*** Begin section ***

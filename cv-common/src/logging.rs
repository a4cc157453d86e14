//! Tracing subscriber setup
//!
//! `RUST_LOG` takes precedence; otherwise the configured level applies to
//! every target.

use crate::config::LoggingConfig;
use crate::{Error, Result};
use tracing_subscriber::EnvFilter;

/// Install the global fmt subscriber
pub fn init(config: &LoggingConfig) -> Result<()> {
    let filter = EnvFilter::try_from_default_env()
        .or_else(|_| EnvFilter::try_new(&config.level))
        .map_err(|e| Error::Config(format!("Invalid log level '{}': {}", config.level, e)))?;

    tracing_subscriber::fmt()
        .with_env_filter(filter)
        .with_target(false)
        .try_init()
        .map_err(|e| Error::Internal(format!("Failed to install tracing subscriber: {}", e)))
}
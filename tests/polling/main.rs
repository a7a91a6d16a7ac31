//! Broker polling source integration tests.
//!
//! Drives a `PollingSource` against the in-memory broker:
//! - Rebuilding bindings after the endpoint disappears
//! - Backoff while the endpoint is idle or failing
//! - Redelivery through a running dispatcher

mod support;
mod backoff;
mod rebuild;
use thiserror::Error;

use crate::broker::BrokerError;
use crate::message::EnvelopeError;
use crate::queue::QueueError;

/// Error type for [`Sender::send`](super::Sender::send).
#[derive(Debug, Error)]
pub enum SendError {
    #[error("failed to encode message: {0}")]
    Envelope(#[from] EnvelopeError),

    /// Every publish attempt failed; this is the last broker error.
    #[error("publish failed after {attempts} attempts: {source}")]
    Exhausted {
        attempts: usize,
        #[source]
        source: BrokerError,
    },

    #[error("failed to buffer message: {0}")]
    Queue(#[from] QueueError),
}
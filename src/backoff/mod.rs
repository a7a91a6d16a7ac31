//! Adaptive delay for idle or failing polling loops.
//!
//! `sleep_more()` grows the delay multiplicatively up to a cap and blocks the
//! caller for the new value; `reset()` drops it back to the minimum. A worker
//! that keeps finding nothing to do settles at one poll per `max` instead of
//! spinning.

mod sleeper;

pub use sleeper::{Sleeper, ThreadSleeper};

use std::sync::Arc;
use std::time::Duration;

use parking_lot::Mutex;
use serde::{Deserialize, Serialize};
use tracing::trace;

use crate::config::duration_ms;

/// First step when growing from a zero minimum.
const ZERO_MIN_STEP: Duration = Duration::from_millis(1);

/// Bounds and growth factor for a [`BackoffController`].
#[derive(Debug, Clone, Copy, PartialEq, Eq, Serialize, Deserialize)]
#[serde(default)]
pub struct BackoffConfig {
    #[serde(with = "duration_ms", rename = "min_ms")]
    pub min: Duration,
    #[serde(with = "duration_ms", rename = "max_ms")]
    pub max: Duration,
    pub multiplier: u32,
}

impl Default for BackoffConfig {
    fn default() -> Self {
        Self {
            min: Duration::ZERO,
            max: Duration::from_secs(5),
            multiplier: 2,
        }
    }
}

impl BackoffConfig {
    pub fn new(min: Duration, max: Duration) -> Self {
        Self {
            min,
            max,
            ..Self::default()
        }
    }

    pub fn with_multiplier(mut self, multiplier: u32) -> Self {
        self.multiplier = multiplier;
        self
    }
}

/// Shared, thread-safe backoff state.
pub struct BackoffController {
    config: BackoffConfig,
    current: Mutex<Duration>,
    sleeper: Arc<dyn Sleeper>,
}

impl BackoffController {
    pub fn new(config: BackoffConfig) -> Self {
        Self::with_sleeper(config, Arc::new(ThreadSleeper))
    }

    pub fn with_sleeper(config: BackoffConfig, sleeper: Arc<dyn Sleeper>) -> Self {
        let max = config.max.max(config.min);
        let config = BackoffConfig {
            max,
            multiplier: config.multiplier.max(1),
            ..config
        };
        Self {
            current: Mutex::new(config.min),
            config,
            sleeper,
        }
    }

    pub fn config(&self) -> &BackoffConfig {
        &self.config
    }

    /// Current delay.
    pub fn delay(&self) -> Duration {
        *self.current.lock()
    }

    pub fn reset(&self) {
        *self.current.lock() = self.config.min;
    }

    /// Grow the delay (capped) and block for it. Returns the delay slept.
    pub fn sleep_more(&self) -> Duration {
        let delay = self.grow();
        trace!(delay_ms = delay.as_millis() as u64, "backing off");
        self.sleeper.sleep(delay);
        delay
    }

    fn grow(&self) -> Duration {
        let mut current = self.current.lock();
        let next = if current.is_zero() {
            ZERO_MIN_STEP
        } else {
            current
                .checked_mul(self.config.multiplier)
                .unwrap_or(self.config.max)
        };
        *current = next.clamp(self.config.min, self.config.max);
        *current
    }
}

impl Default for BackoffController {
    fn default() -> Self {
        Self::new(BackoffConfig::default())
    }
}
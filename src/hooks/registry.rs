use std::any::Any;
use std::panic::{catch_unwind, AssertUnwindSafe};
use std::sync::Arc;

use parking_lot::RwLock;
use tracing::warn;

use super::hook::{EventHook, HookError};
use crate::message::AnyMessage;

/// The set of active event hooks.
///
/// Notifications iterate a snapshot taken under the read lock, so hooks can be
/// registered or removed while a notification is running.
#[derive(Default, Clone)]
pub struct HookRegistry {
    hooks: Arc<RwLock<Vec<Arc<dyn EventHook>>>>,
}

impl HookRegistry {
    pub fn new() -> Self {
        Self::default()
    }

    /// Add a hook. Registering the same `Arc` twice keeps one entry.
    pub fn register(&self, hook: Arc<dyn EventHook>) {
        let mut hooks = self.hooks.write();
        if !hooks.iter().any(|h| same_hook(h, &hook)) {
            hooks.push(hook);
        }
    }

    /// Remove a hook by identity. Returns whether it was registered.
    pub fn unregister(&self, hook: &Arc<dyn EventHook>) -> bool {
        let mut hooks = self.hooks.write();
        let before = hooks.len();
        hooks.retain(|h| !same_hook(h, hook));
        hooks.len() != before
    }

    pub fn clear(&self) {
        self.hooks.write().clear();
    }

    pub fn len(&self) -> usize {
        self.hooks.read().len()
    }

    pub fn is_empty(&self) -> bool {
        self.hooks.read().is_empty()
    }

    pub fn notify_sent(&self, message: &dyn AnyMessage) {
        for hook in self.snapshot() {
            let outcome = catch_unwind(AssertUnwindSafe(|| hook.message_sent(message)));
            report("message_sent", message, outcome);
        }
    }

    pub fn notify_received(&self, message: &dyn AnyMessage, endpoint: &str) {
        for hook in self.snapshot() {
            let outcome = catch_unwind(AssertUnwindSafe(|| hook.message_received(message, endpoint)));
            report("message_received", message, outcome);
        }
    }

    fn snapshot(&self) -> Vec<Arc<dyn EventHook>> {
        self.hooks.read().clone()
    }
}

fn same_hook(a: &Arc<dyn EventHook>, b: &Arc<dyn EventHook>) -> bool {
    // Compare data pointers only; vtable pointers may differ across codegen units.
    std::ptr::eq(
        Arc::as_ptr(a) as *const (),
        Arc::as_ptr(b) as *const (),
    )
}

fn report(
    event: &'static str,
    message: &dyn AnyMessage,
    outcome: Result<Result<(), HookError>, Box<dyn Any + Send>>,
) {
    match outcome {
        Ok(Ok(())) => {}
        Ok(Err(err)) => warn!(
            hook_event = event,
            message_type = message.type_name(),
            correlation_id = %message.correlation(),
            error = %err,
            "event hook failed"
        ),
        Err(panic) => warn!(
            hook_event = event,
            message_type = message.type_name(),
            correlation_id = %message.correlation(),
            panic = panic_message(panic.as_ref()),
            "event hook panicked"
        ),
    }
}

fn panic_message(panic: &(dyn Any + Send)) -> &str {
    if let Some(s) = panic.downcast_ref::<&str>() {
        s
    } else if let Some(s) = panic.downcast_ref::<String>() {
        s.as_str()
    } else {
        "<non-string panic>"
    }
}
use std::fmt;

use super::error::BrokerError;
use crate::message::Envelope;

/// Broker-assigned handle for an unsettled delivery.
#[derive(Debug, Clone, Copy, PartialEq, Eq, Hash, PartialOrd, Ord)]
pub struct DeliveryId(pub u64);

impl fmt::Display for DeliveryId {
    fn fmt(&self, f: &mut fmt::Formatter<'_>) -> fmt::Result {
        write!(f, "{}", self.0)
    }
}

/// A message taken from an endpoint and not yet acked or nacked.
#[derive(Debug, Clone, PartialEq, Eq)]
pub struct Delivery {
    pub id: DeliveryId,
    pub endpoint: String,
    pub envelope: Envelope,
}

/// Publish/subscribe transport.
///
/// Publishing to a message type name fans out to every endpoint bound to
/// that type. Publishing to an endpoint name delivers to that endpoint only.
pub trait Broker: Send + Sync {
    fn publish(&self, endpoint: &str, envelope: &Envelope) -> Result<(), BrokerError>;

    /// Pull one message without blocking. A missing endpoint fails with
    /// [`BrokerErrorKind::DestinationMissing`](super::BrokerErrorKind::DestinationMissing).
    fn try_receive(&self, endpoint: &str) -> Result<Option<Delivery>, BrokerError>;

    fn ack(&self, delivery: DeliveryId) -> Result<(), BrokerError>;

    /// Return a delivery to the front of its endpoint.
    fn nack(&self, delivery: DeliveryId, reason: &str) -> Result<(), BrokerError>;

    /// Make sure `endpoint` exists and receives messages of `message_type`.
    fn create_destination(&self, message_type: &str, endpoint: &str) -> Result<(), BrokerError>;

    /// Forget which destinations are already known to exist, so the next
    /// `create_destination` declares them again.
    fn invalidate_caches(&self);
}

*** End section ***

▶ _Goal of the exercise_: Print exactly the lines above from the one with "fn publish(&self, endpoint: &str, envelope: &Envelope)" to the one with "fn try_receive(&self, endpoint: &str)", including both.

▶ _Response area_:
    fn publish(&self, endpoint: &str, envelope: &Envelope) -> Result<(), BrokerError>;

    /// Pull one message without blocking. A missing endpoint fails with
    /// [`BrokerErrorKind::DestinationMissing`](super::BrokerErrorKind::DestinationMissing).
    fn try_receive(&self, endpoint: &str) -> Result<Option<Delivery>, BrokerError>;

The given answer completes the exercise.